> [WHAT YOU WILL DO] With the first line below as the start and the line containing "use crate::models::QuickTool;" as the end, copy every line between them exactly, ends included.

RECORDS TO PROCESS Block Start

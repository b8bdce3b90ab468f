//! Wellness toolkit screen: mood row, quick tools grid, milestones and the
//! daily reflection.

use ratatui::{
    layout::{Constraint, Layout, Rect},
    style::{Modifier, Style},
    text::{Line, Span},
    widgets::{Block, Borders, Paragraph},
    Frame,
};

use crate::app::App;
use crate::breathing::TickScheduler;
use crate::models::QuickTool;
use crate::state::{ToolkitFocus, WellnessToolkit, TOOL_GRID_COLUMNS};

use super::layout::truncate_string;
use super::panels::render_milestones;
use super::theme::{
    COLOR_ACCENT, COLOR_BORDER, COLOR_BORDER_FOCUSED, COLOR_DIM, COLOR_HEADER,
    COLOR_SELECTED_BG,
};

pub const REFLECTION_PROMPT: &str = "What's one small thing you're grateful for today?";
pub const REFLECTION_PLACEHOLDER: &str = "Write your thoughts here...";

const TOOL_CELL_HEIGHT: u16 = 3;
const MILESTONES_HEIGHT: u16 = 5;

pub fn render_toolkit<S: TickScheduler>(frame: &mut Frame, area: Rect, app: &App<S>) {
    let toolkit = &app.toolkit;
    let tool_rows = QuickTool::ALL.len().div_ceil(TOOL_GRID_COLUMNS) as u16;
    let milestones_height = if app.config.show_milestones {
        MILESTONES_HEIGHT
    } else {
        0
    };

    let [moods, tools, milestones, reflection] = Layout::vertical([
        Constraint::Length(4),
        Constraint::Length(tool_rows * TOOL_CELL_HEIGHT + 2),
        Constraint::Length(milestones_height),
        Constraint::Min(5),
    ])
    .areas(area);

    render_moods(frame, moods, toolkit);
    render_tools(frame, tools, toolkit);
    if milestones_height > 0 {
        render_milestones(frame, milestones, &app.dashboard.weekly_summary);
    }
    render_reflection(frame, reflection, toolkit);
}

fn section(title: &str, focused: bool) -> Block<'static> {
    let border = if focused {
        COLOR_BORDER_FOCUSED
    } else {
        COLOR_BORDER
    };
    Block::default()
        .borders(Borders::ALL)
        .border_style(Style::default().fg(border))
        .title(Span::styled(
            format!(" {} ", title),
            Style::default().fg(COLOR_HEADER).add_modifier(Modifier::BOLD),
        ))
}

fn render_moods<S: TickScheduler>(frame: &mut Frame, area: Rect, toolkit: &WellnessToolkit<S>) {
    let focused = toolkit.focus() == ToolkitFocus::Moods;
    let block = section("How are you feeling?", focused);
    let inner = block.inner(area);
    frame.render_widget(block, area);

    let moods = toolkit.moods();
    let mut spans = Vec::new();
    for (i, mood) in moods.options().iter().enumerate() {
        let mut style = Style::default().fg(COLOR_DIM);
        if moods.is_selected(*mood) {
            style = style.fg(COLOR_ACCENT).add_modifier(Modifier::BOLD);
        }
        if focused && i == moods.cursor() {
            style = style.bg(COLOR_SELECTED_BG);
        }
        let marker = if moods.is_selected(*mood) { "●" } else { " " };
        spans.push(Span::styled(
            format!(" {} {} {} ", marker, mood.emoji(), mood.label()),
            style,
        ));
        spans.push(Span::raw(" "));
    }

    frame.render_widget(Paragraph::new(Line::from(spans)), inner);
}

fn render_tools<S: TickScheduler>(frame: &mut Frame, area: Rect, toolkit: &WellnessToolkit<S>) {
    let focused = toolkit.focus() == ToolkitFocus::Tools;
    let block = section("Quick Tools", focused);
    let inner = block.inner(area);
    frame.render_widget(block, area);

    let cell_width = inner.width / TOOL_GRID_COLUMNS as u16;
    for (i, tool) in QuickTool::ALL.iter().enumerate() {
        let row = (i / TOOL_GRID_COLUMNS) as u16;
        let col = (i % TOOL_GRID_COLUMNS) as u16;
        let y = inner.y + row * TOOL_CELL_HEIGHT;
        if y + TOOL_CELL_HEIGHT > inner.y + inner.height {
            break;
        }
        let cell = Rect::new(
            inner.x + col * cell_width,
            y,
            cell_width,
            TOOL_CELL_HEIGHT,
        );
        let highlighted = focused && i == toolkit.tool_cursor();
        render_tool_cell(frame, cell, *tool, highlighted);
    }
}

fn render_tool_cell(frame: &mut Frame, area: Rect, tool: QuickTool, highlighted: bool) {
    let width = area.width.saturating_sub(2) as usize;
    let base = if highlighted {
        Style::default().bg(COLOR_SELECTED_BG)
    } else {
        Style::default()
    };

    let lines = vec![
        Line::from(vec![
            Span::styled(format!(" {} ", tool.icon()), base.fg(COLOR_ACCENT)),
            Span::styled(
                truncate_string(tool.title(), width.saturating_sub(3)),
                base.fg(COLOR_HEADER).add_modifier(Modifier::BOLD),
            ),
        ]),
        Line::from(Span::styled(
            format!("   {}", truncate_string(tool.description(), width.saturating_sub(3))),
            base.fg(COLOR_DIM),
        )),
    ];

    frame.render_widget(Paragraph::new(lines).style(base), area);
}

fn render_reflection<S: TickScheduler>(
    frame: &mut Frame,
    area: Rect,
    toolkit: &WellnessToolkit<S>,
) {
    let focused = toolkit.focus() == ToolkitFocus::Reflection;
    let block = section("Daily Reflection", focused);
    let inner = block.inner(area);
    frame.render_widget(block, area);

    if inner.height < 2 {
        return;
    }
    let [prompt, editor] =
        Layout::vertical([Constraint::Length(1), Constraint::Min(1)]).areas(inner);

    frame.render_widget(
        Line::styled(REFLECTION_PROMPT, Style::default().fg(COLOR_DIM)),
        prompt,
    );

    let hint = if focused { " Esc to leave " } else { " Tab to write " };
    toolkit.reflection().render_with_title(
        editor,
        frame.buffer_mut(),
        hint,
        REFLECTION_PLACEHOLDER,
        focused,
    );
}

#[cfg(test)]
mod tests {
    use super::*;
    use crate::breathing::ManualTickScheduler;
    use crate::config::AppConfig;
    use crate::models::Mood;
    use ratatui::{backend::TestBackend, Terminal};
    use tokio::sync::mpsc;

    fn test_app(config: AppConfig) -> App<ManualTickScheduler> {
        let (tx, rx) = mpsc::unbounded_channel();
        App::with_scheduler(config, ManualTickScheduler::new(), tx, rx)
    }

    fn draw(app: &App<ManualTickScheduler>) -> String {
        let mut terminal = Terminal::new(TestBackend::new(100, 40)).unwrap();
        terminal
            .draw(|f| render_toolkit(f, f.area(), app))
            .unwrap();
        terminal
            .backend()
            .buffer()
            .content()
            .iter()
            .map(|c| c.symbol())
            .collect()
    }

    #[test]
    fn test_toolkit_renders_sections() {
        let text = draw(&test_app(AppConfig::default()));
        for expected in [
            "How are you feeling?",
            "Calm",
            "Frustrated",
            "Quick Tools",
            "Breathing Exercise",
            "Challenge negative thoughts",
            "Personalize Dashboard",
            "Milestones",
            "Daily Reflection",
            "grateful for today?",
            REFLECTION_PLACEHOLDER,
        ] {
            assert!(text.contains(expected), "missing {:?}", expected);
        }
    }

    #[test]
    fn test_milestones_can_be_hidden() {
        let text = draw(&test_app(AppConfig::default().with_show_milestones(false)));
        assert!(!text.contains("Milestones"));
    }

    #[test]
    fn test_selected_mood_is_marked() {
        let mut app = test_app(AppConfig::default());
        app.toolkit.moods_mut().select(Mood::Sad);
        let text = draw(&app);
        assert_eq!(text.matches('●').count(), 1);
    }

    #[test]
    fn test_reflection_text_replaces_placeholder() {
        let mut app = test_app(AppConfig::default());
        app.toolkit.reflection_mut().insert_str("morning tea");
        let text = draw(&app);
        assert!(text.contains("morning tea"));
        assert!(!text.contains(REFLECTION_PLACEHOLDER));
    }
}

RECORDS TO PROCESS Block End

> [RESPONSE TO THIS EXERCISE]
repository b8bdce3b90ab468f
//! Wellness toolkit screen: mood row, quick tools grid, milestones and the
//! daily reflection.

use ratatui::{
    layout::{Constraint, Layout, Rect},
    style::{Modifier, Style},
    text::{Line, Span},
    widgets::{Block, Borders, Paragraph},
    Frame,
};

use crate::app::App;
use crate::breathing::TickScheduler;
use crate::models::QuickTool;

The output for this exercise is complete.